Unimodality preservation by ratios of functional series and integral transforms
Dmitrii Karp, Anna Vishnyakova, Yi Zhang
TL;DR
The paper develops a unified framework based on sign-regular kernels to guarantee unimodality preservation in the ratio $\dfrac{A(x)}{B(x)}$ of general functional series and in the ratio of integral transforms. It proves two main theorems: if the coefficient ratios $\{a_k/b_k\}$ are unimodal and the kernel is SR$_3$, then $F(x)=A(x)/B(x)$ is unimodal with monotonicity inherited or reversed according to the SR-signs; an analogous result holds for integral transforms with a sign-regular kernel and positive weight. The work collects a broad class of kernels (including Dirichlet, gamma, incomplete gamma, beta, $q$-Pochhammer, Laguerre, and Bessel-type kernels) and shows they yield unimodality results for factorial, inverse factorial, and various transform-based series, enabling wide applicability. Applications to ratios of generalized hypergeometric functions and Nuttall Q-functions illustrate practical impact, and the paper closes with conjectures on Bessel-function ratios and a discussion of how sign-regularity guides unimodality and monotonicity in these ratios.
Abstract
An elementary, but very useful lemma due to Biernacki and Krzyż (1955) asserts that the ratio of two power series inherits monotonicity from that of the sequence of ratios of their respective coefficients.

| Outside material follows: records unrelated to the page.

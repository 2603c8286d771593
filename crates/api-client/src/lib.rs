//! BuyLocal API client library
//!
//! This crate provides the request layer shared by every BuyLocal screen:
//! the configured HTTP client, the session token accessor, the test-mode
//! switch, envelope normalization, and the request descriptor invoker.

#![warn(missing_docs)]
#![warn(clippy::all)]

pub mod config;
pub mod descriptor;
pub mod envelope;
pub mod http;
pub mod session;

#[cfg(any(test, feature = "test-utils"))]
pub mod test_utils;

pub use config::{ConfigSource, EnvConfig, StaticConfig, TestModeSwitch};
pub use descriptor::{ApiContext, Clock, FixedClock, MockEnv, RequestDescriptor, Strategy, SystemClock};
pub use envelope::Envelope;
pub use http::{ApiClient, ApiClientConfig, ApiRequest, HttpMethod, HttpTransport, RawResponse};
pub use session::{Session, SessionHandle, SessionWriter};

use std::fmt;

/// Result type for API operations
pub type Result<T> = std::result::Result<T, ApiError>;

/// Class of network failure, i.e. no response was received
#[derive(Debug, Clone, Copy, PartialEq, Eq)]
pub enum NetworkErrorKind {
    /// The request exceeded the configured timeout
    Timeout,
    /// The connection could not be established
    Connect,
    /// Any other transport failure
    Other,
}

impl fmt::Display for NetworkErrorKind {
    fn fmt(&self, f: &mut fmt::Formatter<'_>) -> fmt::Result {
        let label = match self {
            NetworkErrorKind::Timeout => "timeout",
            NetworkErrorKind::Connect => "connect",
            NetworkErrorKind::Other => "other",
        };
        f.write_str(label)
    }
}

/// Error types for API operations
///
/// Descriptors propagate these unchanged; translating them into a
/// user-facing message is the caller's job.
#[derive(Debug, Clone, PartialEq, Eq, thiserror::Error)]
pub enum ApiError {
    /// No response was received
    #[error("Network error ({kind}): {message}")]
    Network {
        /// Failure class
        kind: NetworkErrorKind,
        /// Transport message
        message: String,
    },

    /// The server responded with a non-2xx status
    #[error("HTTP error {status_code}")]
    Http {
        /// HTTP status code
        status_code: u16,
        /// Raw response body
        body: String,
    },

    /// The response lacked a required field or was not valid JSON
    #[error("Malformed response: {0}")]
    MalformedResponse(String),

    /// A descriptor precondition failed
    #[error("Validation error: {0}")]
    Validation(String),

    /// Client configuration is missing or invalid
    #[error("Configuration error: {0}")]
    Config(String),

    /// The request body could not be encoded
    #[error("Encoding error: {0}")]
    Encoding(String),
}

impl ApiError {
    /// Create a network error
    pub fn network(kind: NetworkErrorKind, message: impl Into<String>) -> Self {
        ApiError::Network { kind, message: message.into() }
    }

    /// Create an HTTP status error
    pub fn http(status_code: u16, body: impl Into<String>) -> Self {
        ApiError::Http { status_code, body: body.into() }
    }

    /// Create a malformed response error
    pub fn malformed(message: impl Into<String>) -> Self {
        ApiError::MalformedResponse(message.into())
    }

    /// Create a validation error
    pub fn validation(message: impl Into<String>) -> Self {
        ApiError::Validation(message.into())
    }

    /// HTTP status code, if the server responded
    pub fn status_code(&self) -> Option<u16> {
        match self {
            ApiError::Http { status_code, .. } => Some(*status_code),
            _ => None,
        }
    }

    /// Check whether no response was received
    pub fn is_network_error(&self) -> bool {
        matches!(self, ApiError::Network { .. })
    }
}
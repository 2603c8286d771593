//! Profile and account management for the signed-in user

use crate::models::{Ack, User};
use crate::validation;
use api_client::descriptor::{MockEnv, RequestDescriptor};
use api_client::{ApiError, ApiRequest, Envelope, RawResponse, Result};
use serde::{Deserialize, Serialize};

const MOCK_EMAIL: &str = "shopper@buylocal.test";

fn mock_user(env: &MockEnv) -> User {
    User {
        id: env.synthetic_id("user"),
        email: MOCK_EMAIL.to_string(),
        first_name: Some("Test".to_string()),
        last_name: Some("Shopper".to_string()),
        phone: None,
        is_verified: true,
    }
}

fn user_from(response: &RawResponse) -> Result<User> {
    let envelope = Envelope::parse(response)?;
    match envelope.optional("/data/user")? {
        Some(user) => Ok(user),
        None => envelope.require_payload(),
    }
}

/// `GET /users/me`
#[derive(Debug, Clone, Copy, Default)]
pub struct GetProfile;

impl RequestDescriptor for GetProfile {
    type Input = ();
    type Output = User;
    const NAME: &'static str = "account.getProfile";

    fn mock(&self, _input: &(), env: &MockEnv) -> Result<User> {
        Ok(mock_user(env))
    }

    fn request(&self, _input: &()) -> Result<ApiRequest> {
        Ok(ApiRequest::get("/users/me"))
    }

    fn normalize(&self, response: &RawResponse) -> Result<User> {
        user_from(response)
    }
}

/// Fields to change; `None` leaves a field as it is
#[derive(Debug, Clone, Default, PartialEq, Eq, Serialize, Deserialize)]
#[serde(rename_all = "camelCase")]
pub struct ProfileUpdate {
    /// New given name
    #[serde(skip_serializing_if = "Option::is_none")]
    pub first_name: Option<String>,
    /// New family name
    #[serde(skip_serializing_if = "Option::is_none")]
    pub last_name: Option<String>,
    /// New contact number
    #[serde(skip_serializing_if = "Option::is_none")]
    pub phone: Option<String>,
}

impl ProfileUpdate {
    fn is_empty(&self) -> bool {
        self.first_name.is_none() && self.last_name.is_none() && self.phone.is_none()
    }
}

/// `PATCH /users/me`
#[derive(Debug, Clone, Copy, Default)]
pub struct UpdateProfile;

impl RequestDescriptor for UpdateProfile {
    type Input = ProfileUpdate;
    type Output = User;
    const NAME: &'static str = "account.updateProfile";

    fn validate(&self, input: &ProfileUpdate) -> Result<()> {
        if input.is_empty() {
            return Err(ApiError::validation("Nothing to update"));
        }
        if let Some(first_name) = &input.first_name {
            validation::require_non_empty("First name", first_name)?;
        }
        if let Some(last_name) = &input.last_name {
            validation::require_non_empty("Last name", last_name)?;
        }
        Ok(())
    }

    fn mock(&self, input: &ProfileUpdate, env: &MockEnv) -> Result<User> {
        let mut user = mock_user(env);
        if let Some(first_name) = &input.first_name {
            user.first_name = Some(first_name.clone());
        }
        if let Some(last_name) = &input.last_name {
            user.last_name = Some(last_name.clone());
        }
        if let Some(phone) = &input.phone {
            user.phone = Some(phone.clone());
        }
        Ok(user)
    }

    fn request(&self, input: &ProfileUpdate) -> Result<ApiRequest> {
        ApiRequest::patch("/users/me").json(input)
    }

    fn normalize(&self, response: &RawResponse) -> Result<User> {
        user_from(response)
    }
}

/// Current and replacement password
#[derive(Debug, Clone, Serialize, Deserialize)]
#[serde(rename_all = "camelCase")]
pub struct ChangePasswordInput {
    /// Password in use now
    pub current_password: String,
    /// Replacement
    pub new_password: String,
}

/// `POST /users/me/password`
#[derive(Debug, Clone, Copy, Default)]
pub struct ChangePassword;

impl RequestDescriptor for ChangePassword {
    type Input = ChangePasswordInput;
    type Output = Ack;
    const NAME: &'static str = "account.changePassword";

    fn validate(&self, input: &ChangePasswordInput) -> Result<()> {
        validation::require_non_empty("Current password", &input.current_password)?;
        validation::new_password(&input.new_password)?;
        if input.new_password == input.current_password {
            return Err(ApiError::validation("New password must differ from the current one"));
        }
        Ok(())
    }

    fn mock(&self, _input: &ChangePasswordInput, _env: &MockEnv) -> Result<Ack> {
        Ok(Ack::new("Password changed successfully"))
    }

    fn request(&self, input: &ChangePasswordInput) -> Result<ApiRequest> {
        ApiRequest::post("/users/me/password").json(input)
    }

    fn normalize(&self, response: &RawResponse) -> Result<Ack> {
        Ack::from_response(response, "Password changed successfully")
    }
}

/// `DELETE /users/me`, confirmed with the account password
#[derive(Debug, Clone, Copy, Default)]
pub struct DeleteAccount;

impl RequestDescriptor for DeleteAccount {
    /// Account password
    type Input = String;
    type Output = Ack;
    const NAME: &'static str = "account.delete";

    fn validate(&self, password: &String) -> Result<()> {
        validation::require_non_empty("Password", password)
    }

    fn mock(&self, _password: &String, _env: &MockEnv) -> Result<Ack> {
        Ok(Ack::new("Account deleted"))
    }

    fn request(&self, password: &String) -> Result<ApiRequest> {
        ApiRequest::delete("/users/me").json(&serde_json::json!({ "password": password }))
    }

    fn normalize(&self, response: &RawResponse) -> Result<Ack> {
        Ack::from_response(response, "Account deleted")
    }
}

#[cfg(test)]
mod tests {
    use super::*;
    use api_client::test_utils::TestHarness;
    use api_client::{HttpMethod, Session};
    use serde_json::json;

    #[tokio::test]
    async fn test_mock_update_applies_fields() {
        let harness = TestHarness::mocked();
        let update = ProfileUpdate { phone: Some("+1 555 0100".into()), ..Default::default() };

        let user = harness.ctx.invoke(&UpdateProfile, update).await.unwrap();
        assert_eq!(user.phone.as_deref(), Some("+1 555 0100"));
        assert_eq!(user.first_name.as_deref(), Some("Test"));
    }

    #[tokio::test]
    async fn test_empty_update_rejected() {
        let harness = TestHarness::new();
        let err = harness.ctx.invoke(&UpdateProfile, ProfileUpdate::default()).await.unwrap_err();
        assert_eq!(err, ApiError::validation("Nothing to update"));
    }

    #[tokio::test]
    async fn test_live_update_sends_only_changes() {
        let harness = TestHarness::new();
        harness.session.set_session(Session::new("tok"));
        harness
            .transport
            .respond_json(200, json!({"data": {"user": {"id": "u1", "email": "a@b.com", "lastName": "Byron"}}}));

        let update = ProfileUpdate { last_name: Some("Byron".into()), ..Default::default() };
        let user = harness.ctx.invoke(&UpdateProfile, update).await.unwrap();

        assert_eq!(user.last_name.as_deref(), Some("Byron"));
        let request = harness.transport.last_request().unwrap();
        assert_eq!(request.method, HttpMethod::Patch);
        let body: serde_json::Value = serde_json::from_slice(&request.body.unwrap()).unwrap();
        assert_eq!(body, json!({"lastName": "Byron"}));
    }

    #[tokio::test]
    async fn test_change_password_rules() {
        let harness = TestHarness::mocked();
        let same = ChangePasswordInput { current_password: "password1".into(), new_password: "password1".into() };
        assert!(harness.ctx.invoke(&ChangePassword, same).await.is_err());

        let ok = ChangePasswordInput { current_password: "password1".into(), new_password: "password2".into() };
        assert!(harness.ctx.invoke(&ChangePassword, ok).await.is_ok());
    }

    #[tokio::test]
    async fn test_live_profile_from_user_key() {
        let harness = TestHarness::new();
        harness.transport.respond_json(200, json!({"user": {"id": "u2", "email": "c@d.com"}}));

        let user = harness.ctx.invoke(&GetProfile, ()).await.unwrap();
        assert_eq!(user.id, "u2");
    }

    #[tokio::test]
    async fn test_delete_account_request() {
        let harness = TestHarness::new();
        harness.transport.respond_json(200, json!({"message": "Account removed"}));

        let ack = harness.ctx.invoke(&DeleteAccount, "secret".to_string()).await.unwrap();

        assert_eq!(ack.message, "Account removed");
        assert_eq!(harness.transport.last_request().unwrap().method, HttpMethod::Delete);
    }
}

Over the last two decades it has been realized that, under some additional assumptions, similar claims hold for more general series ratios as well as for unimodality in place of monotonicity. This paper continues this line of research: we consider ratios of general functional series and integral transforms and furnish natural sufficiency conditions for preservation of unimodality by such ratios. Numerous series and integral transforms appearing in applications satisfy our sufficiency conditions, including Dirichlet, factorial and inverse factorial series, Laplace, Mellin and generalized Stieltjes transforms, among many others. Finally, we illustrate our general results by exhibiting certain statements on monotonicity patterns for ratios of some special functions. The key role in our considerations is played by the notion of sign regularity.